Task to carry out: Could you show all lines in the entries below that contain the string "resources"?

--- START ---

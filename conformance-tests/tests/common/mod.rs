//! In-process mock of the Station MCP HTTP endpoint

#![allow(dead_code)]

use axum::{
    Json, Router,
    extract::State,
    http::{HeaderMap, HeaderValue, StatusCode},
    response::{IntoResponse, Response},
    routing::post,
};
use serde_json::{Value, json};
use std::sync::{Arc, Mutex};
use std::time::Duration;
use tokio::net::TcpListener;

/// How the mock answers the handshake
#[derive(Debug, Clone, PartialEq)]
pub enum Handshake {
    Ok,
    MissingProtocolVersion,
    RpcError,
    HttpStatus(u16),
    /// Answer with this exact result mapping
    Result(Value),
}

/// How the mock answers `create_agent`
#[derive(Debug, Clone, PartialEq)]
pub enum CreateAgent {
    Success,
    SuccessFalse,
    MissingSuccess,
    ToolError,
    /// Succeeds, but the detail resource reports a different name
    WrongNameOnRead,
}

#[derive(Debug, Clone)]
pub struct Behavior {
    pub handshake: Handshake,
    pub create_agent: CreateAgent,
    pub environments: Vec<Value>,
    /// Declared `total_count` for the agents collection instead of the real one
    pub agents_count_override: Option<u64>,
    /// Session id issued on the handshake response
    pub session_id: Option<String>,
    /// Return a non-JSON body for this method
    pub garbage_for: Option<String>,
    /// Answer this method with an HTTP status and a JSON-RPC error envelope
    pub http_error_for: Option<(String, u16)>,
    /// Hold the answer to this method for two seconds
    pub slow_for: Option<String>,
}

impl Default for Behavior {
    fn default() -> Self {
        Self {
            handshake: Handshake::Ok,
            create_agent: CreateAgent::Success,
            environments: vec![
                json!({"id": 1, "name": "dev", "description": "Development"}),
                json!({"id": 2, "name": "prod", "description": "Production"}),
            ],
            agents_count_override: None,
            session_id: None,
            garbage_for: None,
            http_error_for: None,
            slow_for: None,
        }
    }
}

#[derive(Debug, Clone)]
pub struct RecordedCall {
    pub method: String,
    pub params: Value,
    pub session_header: Option<String>,
}

#[derive(Debug, Default)]
pub struct MockState {
    pub behavior: Behavior,
    pub calls: Vec<RecordedCall>,
    pub agents: Vec<Value>,
}

impl MockState {
    pub fn methods(&self) -> Vec<String> {
        self.calls.iter().map(|c| c.method.clone()).collect()
    }

    pub fn count(&self, method: &str) -> usize {
        self.calls.iter().filter(|c| c.method == method).count()
    }
}

pub type SharedState = Arc<Mutex<MockState>>;

pub struct MockStation {
    pub endpoint: String,
    pub state: SharedState,
}

impl MockStation {
    pub async fn start(behavior: Behavior) -> Self {
        let state = Arc::new(Mutex::new(MockState {
            behavior,
            ..MockState::default()
        }));

        let app = Router::new()
            .route("/mcp", post(handle))
            .with_state(state.clone());

        let listener = TcpListener::bind("127.0.0.1:0").await.unwrap();
        let addr = listener.local_addr().unwrap();
        tokio::spawn(async move {
            axum::serve(listener, app).await.unwrap();
        });

        Self {
            endpoint: format!("http://{addr}/mcp"),
            state,
        }
    }

    pub fn methods(&self) -> Vec<String> {
        self.state.lock().unwrap().methods()
    }

    pub fn count(&self, method: &str) -> usize {
        self.state.lock().unwrap().count(method)
    }

    pub fn calls(&self) -> Vec<RecordedCall> {
        self.state.lock().unwrap().calls.clone()
    }
}

/// An endpoint on a port nothing listens on
pub async fn refused_endpoint() -> String {
    let listener = TcpListener::bind("127.0.0.1:0").await.unwrap();
    let addr = listener.local_addr().unwrap();
    drop(listener);
    format!("http://{addr}/mcp")
}

fn ok(result: Value) -> Value {
    json!({"jsonrpc": "2.0", "id": 1, "result": result})
}

fn rpc_error(code: i64, message: &str) -> Value {
    json!({"jsonrpc": "2.0", "id": 1, "error": {"code": code, "message": message}})
}

fn resource_contents(uri: &str, payload: Value) -> Value {
    ok(json!({
        "contents": [{
            "uri": uri,
            "mimeType": "application/json",
            "text": serde_json::to_string_pretty(&payload).unwrap(),
        }]
    }))
}

fn tool_text(text: String, is_error: bool) -> Value {
    ok(json!({
        "content": [{"type": "text", "text": text}],
        "isError": is_error,
    }))
}

async fn handle(
    State(state): State<SharedState>,
    headers: HeaderMap,
    Json(body): Json<Value>,
) -> Response {
    let method = body["method"].as_str().unwrap_or_default().to_string();
    let params = body.get("params").cloned().unwrap_or(Value::Null);

    let slow = {
        let state = state.lock().unwrap();
        state.behavior.slow_for.as_deref() == Some(method.as_str())
    };
    if slow {
        tokio::time::sleep(Duration::from_secs(2)).await;
    }

    let mut state = state.lock().unwrap();
    state.calls.push(RecordedCall {
        method: method.clone(),
        params: params.clone(),
        session_header: headers
            .get("Mcp-Session-Id")
            .and_then(|v| v.to_str().ok())
            .map(str::to_string),
    });

    if state.behavior.garbage_for.as_deref() == Some(method.as_str()) {
        return (StatusCode::OK, "<html>not json</html>").into_response();
    }

    if let Some((failing, status)) = &state.behavior.http_error_for {
        if *failing == method {
            let status = StatusCode::from_u16(*status).unwrap();
            return (status, Json(rpc_error(-32700, "Parse error"))).into_response();
        }
    }

    if method == "initialize" {
        return handshake(&state.behavior);
    }

    let response = match method.as_str() {
        "resources/list" => ok(json!({
            "resources": [
                {"uri": "station://environments", "name": "Environments", "mimeType": "application/json"},
                {"uri": "station://agents", "name": "Agents", "mimeType": "application/json"},
                {"uri": "station://mcp-configs", "name": "MCP Configs", "mimeType": "application/json"}
            ]
        })),
        "resources/read" => read_resource(&state, params["uri"].as_str().unwrap_or_default()),
        "tools/list" => ok(json!({
            "tools": [
                {"name": "create_agent", "description": "Create a new agent"},
                {"name": "call_agent", "description": "Execute an agent"}
            ]
        })),
        "tools/call" => call_tool(&mut state, &params),
        _ => rpc_error(-32601, "Method not found"),
    };

    Json(response).into_response()
}

fn handshake(behavior: &Behavior) -> Response {
    let body = match behavior.handshake {
        Handshake::Ok => ok(json!({
            "protocolVersion": "2024-11-05",
            "serverInfo": {"name": "station", "version": "1.0.0"},
            "capabilities": {"resources": {"subscribe": true}, "tools": {"listChanged": true}}
        })),
        Handshake::MissingProtocolVersion => ok(json!({
            "serverInfo": {"name": "station", "version": "1.0.0"},
            "capabilities": {}
        })),
        Handshake::RpcError => rpc_error(-32600, "Invalid handshake"),
        Handshake::Result(ref result) => ok(result.clone()),
        Handshake::HttpStatus(status) => {
            let status = StatusCode::from_u16(status).unwrap();
            return (status, "handshake refused").into_response();
        }
    };

    let mut response = Json(body).into_response();
    if let Some(session_id) = &behavior.session_id {
        response
            .headers_mut()
            .insert("Mcp-Session-Id", HeaderValue::from_str(session_id).unwrap());
    }
    response
}

fn read_resource(state: &MockState, uri: &str) -> Value {
    let behavior = &state.behavior;
    match uri {
        "station://environments" => resource_contents(
            uri,
            json!({
                "total_count": behavior.environments.len(),
                "environments": behavior.environments,
                "resource_uri": uri,
            }),
        ),
        "station://agents" => resource_contents(
            uri,
            json!({
                "total_count": behavior
                    .agents_count_override
                    .unwrap_or(state.agents.len() as u64),
                "agents": state.agents,
                "resource_uri": uri,
            }),
        ),
        "station://mcp-configs" => resource_contents(
            uri,
            json!({"total_count": 0, "mcp_configs": null, "resource_uri": uri}),
        ),
        _ => read_templated(state, uri),
    }
}

fn read_templated(state: &MockState, uri: &str) -> Value {
    let Some(rest) = uri.strip_prefix("station://") else {
        return rpc_error(-32602, "unknown resource");
    };
    let segments: Vec<&str> = rest.split('/').collect();

    match segments.as_slice() {
        ["agents", id] | ["agents", id, "runs"] => {
            let Some(agent) = id
                .parse::<i64>()
                .ok()
                .and_then(|id| state.agents.iter().find(|a| a["id"] == id))
            else {
                return rpc_error(-32603, "failed to get agent");
            };

            if segments.len() == 3 {
                return resource_contents(
                    uri,
                    json!({
                        "agent": {"id": agent["id"], "name": agent["name"]},
                        "runs": null,
                        "runs_count": 0,
                        "resource_uri": uri,
                    }),
                );
            }

            let mut agent = agent.clone();
            if state.behavior.create_agent == CreateAgent::WrongNameOnRead {
                agent["name"] = json!("someone-else");
            }
            resource_contents(
                uri,
                json!({
                    "agent": agent,
                    "environment": state.behavior.environments.first().cloned().unwrap_or(Value::Null),
                    "tools": [],
                    "tools_count": 0,
                    "resource_uri": uri,
                }),
            )
        }
        ["environments", id, "tools"] => {
            let Some(environment) = id.parse::<i64>().ok().and_then(|id| {
                state
                    .behavior
                    .environments
                    .iter()
                    .find(|e| e["id"] == id)
            }) else {
                return rpc_error(-32603, "failed to get environment");
            };
            resource_contents(
                uri,
                json!({
                    "environment": environment,
                    "tools": [{"id": 1, "name": "read_file", "description": "Read a file"}],
                    "tools_count": 1,
                    "resource_uri": uri,
                }),
            )
        }
        _ => rpc_error(-32602, "unknown resource"),
    }
}

fn call_tool(state: &mut MockState, params: &Value) -> Value {
    if params["name"] != "create_agent" {
        return tool_text(format!("unknown tool {}", params["name"]), true);
    }
    let args = &params["arguments"];

    match state.behavior.create_agent {
        CreateAgent::SuccessFalse => {
            tool_text(json!({"success": false, "error": "duplicate name"}).to_string(), false)
        }
        CreateAgent::MissingSuccess => tool_text(json!({"agent": {"id": 5}}).to_string(), false),
        CreateAgent::ToolError => tool_text("Missing 'prompt' parameter".to_string(), true),
        CreateAgent::Success | CreateAgent::WrongNameOnRead => {
            let id = state.agents.len() as i64 + 1;
            let agent = json!({
                "id": id,
                "name": args["name"],
                "description": args["description"],
                "prompt": args["prompt"],
                "max_steps": args["max_steps"],
                "environment_id": args["environment_id"].as_str().and_then(|s| s.parse::<i64>().ok()),
            });
            state.agents.push(agent.clone());
            tool_text(
                json!({
                    "success": true,
                    "agent": agent,
                    "message": format!("Agent '{}' created successfully", args["name"]),
                })
                .to_string(),
                false,
            )
        }
    }
}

--- END ---

Exercise answer:
        "resources/list" => ok(json!({
            "resources": [
        "resources/read" => read_resource(&state, params["uri"].as_str().unwrap_or_default()),
            "capabilities": {"resources": {"subscribe": true}, "tools": {"listChanged": true}}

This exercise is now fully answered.